Thuriot rings the president's bell.

"Vadier has speech!"

"Yes, Vadier! Vadier!" members exclaim from all sides.

Robespierre continues to protest, disputing frantically with his neighbours in his fury.

"It is infamous treachery! Infamous!"

Again they call out—

"Vadier! Silence! Vadier! Vadier!"

"Citoyens!" commences Vadier—

But the speaker is interrupted by Robespierre who furiously persists in claiming a hearing.

"Compel him to be quiet!" cries some one.

Thuriot rings his bell, and orders Robespierre to let Vadier speak.

"Vadier is to speak! Silence!"

Robespierre once more resigns himself to his fate, and returns to his place.

The tumult dies away in a low murmur, above which Vadier's mellifluous voice is heard.

"Citoyens!" he begins, "not until the 22nd Prairial did I open my eyes to the double-dealing of that man who wears so many masks, and when he cannot save one of his creatures consigns him to the scaffold!"

Laughter and applause run round the assembly. Thus encouraged, Vadier continues—

"Only listen to him. He will tell you, with his usual modesty, that he is the sole defender of Liberty, but so harassed, so discouraged, so persecuted! ... And it is he who attacks every one himself!"

"Hear, hear!" shouts a voice. "Excellent! That's it, exactly!"

"He says," continues Vadier, "that he is prevented from speaking. Yet, strange to say, no one ever speaks but he!"

This new sally is hailed with renewed roars of laughter, and on every side members are convulsed with merriment. Robespierre writhes in his seat, casting glances of hatred and contempt around him.

But Vadier is in the right mood, and goes on—

"This is his regular refrain: 'I am the best friend of the Republic, and as So-and-so has looked askance at me, So-and-so conspires against the Republic, since I and the Republic are one!'"

Again laughter and cheers. "Very good, Vadier! That's it, Vadier!"

By this time the orator's ironical and facetious allusions have served their purpose well, covering Robespierre with ridicule, and lowering him in the eyes of many who were still wavering, hardly daring to join the opposition.

But Vadier, carried away by success, wanders presently from the main point, and loses himself in a maze of petty details. He repeats anecdotes going the rounds of taverns and wine-shops, speaks of Robespierre's spies dogging the heels of the Committee, and quotes his personal experience. The attention of the assembly begins to flag. Robespierre feels this and, taking instant advantage of it, tries to bring the Convention back to a sense of its dignity.

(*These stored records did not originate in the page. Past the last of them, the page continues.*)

//! Cached platform client.
//!
//! Reads go through the query cache; every successful write invalidates
//! the affected keys and refetches them. Cached data is never patched
//! locally.

use std::collections::HashMap;
use std::sync::Arc;

use tokio::sync::{Mutex, OwnedMutexGuard};
use tracing::{info, warn};

use crate::api::{ApiError, Credentials, PlatformApi};
use crate::cache::{QueryCache, QueryKey};
use crate::models::{
    AdminAnalytics, Category, Community, CommunityUpdate, Course, ErrorLog, ErrorReport,
    MessageResponse, NewCategory, NewCommunity, NewWithdrawal, Notification, SettingsUpdate,
    User, UserAnalytics, Withdrawal, WithdrawalUpdate,
};
use crate::progress::ProgressTracker;

/// Platform API behind a query cache.
#[derive(Clone)]
pub struct PlatformClient {
    api: Arc<dyn PlatformApi>,
    cache: Arc<QueryCache>,
    /// One lock per lesson being marked, keyed by session scope, course and lesson.
    marks: Arc<Mutex<HashMap<String, Arc<Mutex<()>>>>>,
}

impl PlatformClient {
    pub fn new(api: Arc<dyn PlatformApi>, cache: Arc<QueryCache>) -> Self {
        Self {
            api,
            cache,
            marks: Arc::new(Mutex::new(HashMap::new())),
        }
    }

    pub fn api(&self) -> &dyn PlatformApi {
        self.api.as_ref()
    }

    pub fn cache(&self) -> &QueryCache {
        self.cache.as_ref()
    }

    /// Completion tracking for one signed-in user.
    pub fn progress<'a>(&'a self, credentials: &'a Credentials) -> ProgressTracker<'a> {
        ProgressTracker::new(self, credentials)
    }

    // =========================================================================
    // Reads
    // =========================================================================

    pub async fn communities(&self) -> Result<Arc<Vec<Community>>, ApiError> {
        let api = Arc::clone(&self.api);
        self.cache
            .get(QueryKey::Communities, move || async move {
                api.list_communities().await
            })
            .await
    }

    pub async fn community(&self, id: &str) -> Result<Arc<Community>, ApiError> {
        let api = Arc::clone(&self.api);
        let id = id.to_string();
        self.cache
            .get(QueryKey::Community(id.clone()), move || async move {
                api.get_community(&id).await
            })
            .await
    }

    pub async fn categories(&self) -> Result<Arc<Vec<Category>>, ApiError> {
        let api = Arc::clone(&self.api);
        self.cache
            .get(QueryKey::Categories, move || async move {
                api.list_categories().await
            })
            .await
    }

    pub async fn courses(&self, community_id: &str) -> Result<Arc<Vec<Course>>, ApiError> {
        let api = Arc::clone(&self.api);
        let community_id = community_id.to_string();
        self.cache
            .get(QueryKey::Courses(community_id.clone()), move || async move {
                api.list_courses(&community_id).await
            })
            .await
    }

    pub async fn course(&self, id: &str) -> Result<Arc<Course>, ApiError> {
        let api = Arc::clone(&self.api);
        let id = id.to_string();
        self.cache
            .get(QueryKey::Course(id.clone()), move || async move {
                api.get_course(&id).await
            })
            .await
    }

    pub async fn profile(&self, credentials: &Credentials) -> Result<Arc<User>, ApiError> {
        let api = Arc::clone(&self.api);
        let credentials = credentials.clone();
        self.cache
            .get(QueryKey::Profile(credentials.scope()), move || async move {
                api.current_user(&credentials).await
            })
            .await
    }

    pub async fn user_analytics(
        &self,
        credentials: &Credentials,
    ) -> Result<Arc<UserAnalytics>, ApiError> {
        let api = Arc::clone(&self.api);
        let credentials = credentials.clone();
        self.cache
            .get(
                QueryKey::UserAnalytics(credentials.scope()),
                move || async move { api.user_analytics(&credentials).await },
            )
            .await
    }

    pub async fn notifications(
        &self,
        credentials: &Credentials,
    ) -> Result<Arc<Vec<Notification>>, ApiError> {
        let api = Arc::clone(&self.api);
        let credentials = credentials.clone();
        self.cache
            .get(
                QueryKey::Notifications(credentials.scope()),
                move || async move { api.notifications(&credentials).await },
            )
            .await
    }

    pub async fn withdrawals(
        &self,
        credentials: &Credentials,
    ) -> Result<Arc<Vec<Withdrawal>>, ApiError> {
        let api = Arc::clone(&self.api);
        let credentials = credentials.clone();
        self.cache
            .get(
                QueryKey::Withdrawals(credentials.scope()),
                move || async move { api.list_withdrawals(&credentials).await },
            )
            .await
    }

    pub async fn admin_analytics(
        &self,
        credentials: &Credentials,
    ) -> Result<Arc<AdminAnalytics>, ApiError> {
        let api = Arc::clone(&self.api);
        let credentials = credentials.clone();
        self.cache
            .get(
                QueryKey::AdminAnalytics(credentials.scope()),
                move || async move { api.admin_analytics(&credentials).await },
            )
            .await
    }

    pub async fn error_logs(
        &self,
        credentials: &Credentials,
    ) -> Result<Arc<Vec<ErrorLog>>, ApiError> {
        let api = Arc::clone(&self.api);
        let credentials = credentials.clone();
        self.cache
            .get(
                QueryKey::ErrorLogs(credentials.scope()),
                move || async move { api.error_logs(&credentials).await },
            )
            .await
    }

    // =========================================================================
    // Writes
    // =========================================================================

    pub async fn create_community(
        &self,
        credentials: &Credentials,
        community: &NewCommunity,
    ) -> Result<Community, ApiError> {
        let created = self.api.create_community(credentials, community).await?;
        info!("Community created: {}", created.id);
        self.refresh(
            credentials,
            &[
                QueryKey::Communities,
                QueryKey::UserAnalytics(credentials.scope()),
            ],
        )
        .await;
        Ok(created)
    }

    pub async fn update_community(
        &self,
        credentials: &Credentials,
        id: &str,
        update: &CommunityUpdate,
    ) -> Result<Community, ApiError> {
        let updated = self.api.update_community(credentials, id, update).await?;
        self.refresh(
            credentials,
            &[QueryKey::Communities, QueryKey::Community(id.to_string())],
        )
        .await;
        Ok(updated)
    }

    pub async fn delete_community(
        &self,
        credentials: &Credentials,
        id: &str,
    ) -> Result<MessageResponse, ApiError> {
        let message = self.api.delete_community(credentials, id).await?;
        info!("Community deleted: {}", id);
        self.refresh(
            credentials,
            &[
                QueryKey::Communities,
                QueryKey::Community(id.to_string()),
                QueryKey::UserAnalytics(credentials.scope()),
            ],
        )
        .await;
        Ok(message)
    }

    pub async fn join_community(
        &self,
        credentials: &Credentials,
        id: &str,
    ) -> Result<MessageResponse, ApiError> {
        let message = self.api.join_community(credentials, id).await?;
        self.refresh(
            credentials,
            &[
                QueryKey::Communities,
                QueryKey::Community(id.to_string()),
                QueryKey::Profile(credentials.scope()),
            ],
        )
        .await;
        Ok(message)
    }

    pub async fn create_category(
        &self,
        credentials: &Credentials,
        category: &NewCategory,
    ) -> Result<Category, ApiError> {
        let created = self.api.create_category(credentials, category).await?;
        self.refresh(credentials, &[QueryKey::Categories]).await;
        Ok(created)
    }

    pub async fn update_category(
        &self,
        credentials: &Credentials,
        id: &str,
        category: &NewCategory,
    ) -> Result<Category, ApiError> {
        let updated = self.api.update_category(credentials, id, category).await?;
        self.refresh(credentials, &[QueryKey::Categories]).await;
        Ok(updated)
    }

    pub async fn delete_category(
        &self,
        credentials: &Credentials,
        id: &str,
    ) -> Result<MessageResponse, ApiError> {
        let message = self.api.delete_category(credentials, id).await?;
        self.refresh(credentials, &[QueryKey::Categories]).await;
        Ok(message)
    }

    pub async fn create_withdrawal(
        &self,
        credentials: &Credentials,
        withdrawal: &NewWithdrawal,
    ) -> Result<Withdrawal, ApiError> {
        let created = self.api.create_withdrawal(credentials, withdrawal).await?;
        info!("Withdrawal requested: {} ({})", created.id, created.amount);
        self.refresh(
            credentials,
            &[
                QueryKey::Withdrawals(credentials.scope()),
                QueryKey::Profile(credentials.scope()),
                QueryKey::UserAnalytics(credentials.scope()),
            ],
        )
        .await;
        Ok(created)
    }

    pub async fn update_withdrawal(
        &self,
        credentials: &Credentials,
        id: &str,
        update: &WithdrawalUpdate,
    ) -> Result<Withdrawal, ApiError> {
        let updated = self.api.update_withdrawal(credentials, id, update).await?;
        self.refresh(
            credentials,
            &[
                QueryKey::Withdrawals(credentials.scope()),
                QueryKey::AdminAnalytics(credentials.scope()),
            ],
        )
        .await;
        Ok(updated)
    }

    pub async fn delete_withdrawal(
        &self,
        credentials: &Credentials,
        id: &str,
    ) -> Result<MessageResponse, ApiError> {
        let message = self.api.delete_withdrawal(credentials, id).await?;
        self.refresh(
            credentials,
            &[
                QueryKey::Withdrawals(credentials.scope()),
                QueryKey::Profile(credentials.scope()),
            ],
        )
        .await;
        Ok(message)
    }

    pub async fn update_settings(
        &self,
        credentials: &Credentials,
        settings: &SettingsUpdate,
    ) -> Result<User, ApiError> {
        let user = self.api.update_settings(credentials, settings).await?;
        self.refresh(credentials, &[QueryKey::Profile(credentials.scope())])
            .await;
        Ok(user)
    }

    /// Forward a recovery-screen report. Nothing is cached.
    pub async fn report_error(&self, report: &ErrorReport) -> Result<MessageResponse, ApiError> {
        self.api.report_error(report).await
    }

    /// Forget everything cached for this session.
    pub async fn logout(&self, credentials: &Credentials) {
        self.cache.clear_scope(&credentials.scope()).await;
        info!("Session {} signed out", credentials.scope());
    }

    /// Serialize marks of the same lesson by the same session.
    pub(crate) async fn lock_mark(&self, key: &str) -> OwnedMutexGuard<()> {
        let lock = {
            let mut marks = self.marks.lock().await;
            Arc::clone(marks.entry(key.to_string()).or_default())
        };
        lock.lock_owned().await
    }

    /// Forget the lock for `key` once nobody holds or awaits it.
    pub(crate) async fn release_mark(&self, key: &str, guard: OwnedMutexGuard<()>) {
        drop(guard);
        let mut marks = self.marks.lock().await;
        if marks.get(key).is_some_and(|lock| Arc::strong_count(lock) == 1) {
            marks.remove(key);
        }
    }

    // =========================================================================
    // Refetch-on-mutation
    // =========================================================================

    /// Invalidate `keys`, then refetch each of them.
    ///
    /// Refetch failures are logged and left for the next read; the write
    /// itself already succeeded.
    pub(crate) async fn refresh(&self, credentials: &Credentials, keys: &[QueryKey]) {
        for key in keys {
            self.cache.invalidate(key).await;
        }
        for key in keys {
            if let Err(e) = self.refetch(credentials, key).await {
                warn!("Refetch of {} failed: {}", key, e);
            }
        }
    }

    async fn refetch(&self, credentials: &Credentials, key: &QueryKey) -> Result<(), ApiError> {
        match key {
            QueryKey::Communities => self.communities().await.map(drop),
            QueryKey::Community(id) => self.community(id).await.map(drop),
            QueryKey::Categories => self.categories().await.map(drop),
            QueryKey::Courses(community) => self.courses(community).await.map(drop),
            QueryKey::Course(id) => self.course(id).await.map(drop),
            QueryKey::Profile(_) => self.profile(credentials).await.map(drop),
            QueryKey::UserAnalytics(_) => self.user_analytics(credentials).await.map(drop),
            QueryKey::Notifications(_) => self.notifications(credentials).await.map(drop),
            QueryKey::Withdrawals(_) => self.withdrawals(credentials).await.map(drop),
            QueryKey::AdminAnalytics(_) => self.admin_analytics(credentials).await.map(drop),
            QueryKey::ErrorLogs(_) => self.error_logs(credentials).await.map(drop),
        }
    }
}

"What! can you give credence to such arrant nonsense?"

But Tallien has realised the danger, and rushing towards the tribune cries—

"I demand a hearing! We are wandering from the main question!"

"Fear not! I shall return to it!" replies Robespierre, who has now reached the semicircle, and tries to enter the tribune by another stairway.

But several members standing on the steps push him back.

"No! we will have Tallien! Tallien!"

"After me!" cries Robespierre, still struggling.

"Tallien! Tallien has speech now!"

But Robespierre climbs up by the banister with the fury of a madman.

"Unjust, infamous judges! Will you then only listen to my enemies!"

The Incorruptible is answered by the one cry rising from a hundred throats.

"Silence! Order! Order! Tallien! Tallien!"

Tallien is in the tribune.

"Citoyens!" he breaks out in a stentorian voice.

"Hold! Scoundrel!" shouts Robespierre, desperately.

"Have the madman arrested!" cries a voice in the crowd.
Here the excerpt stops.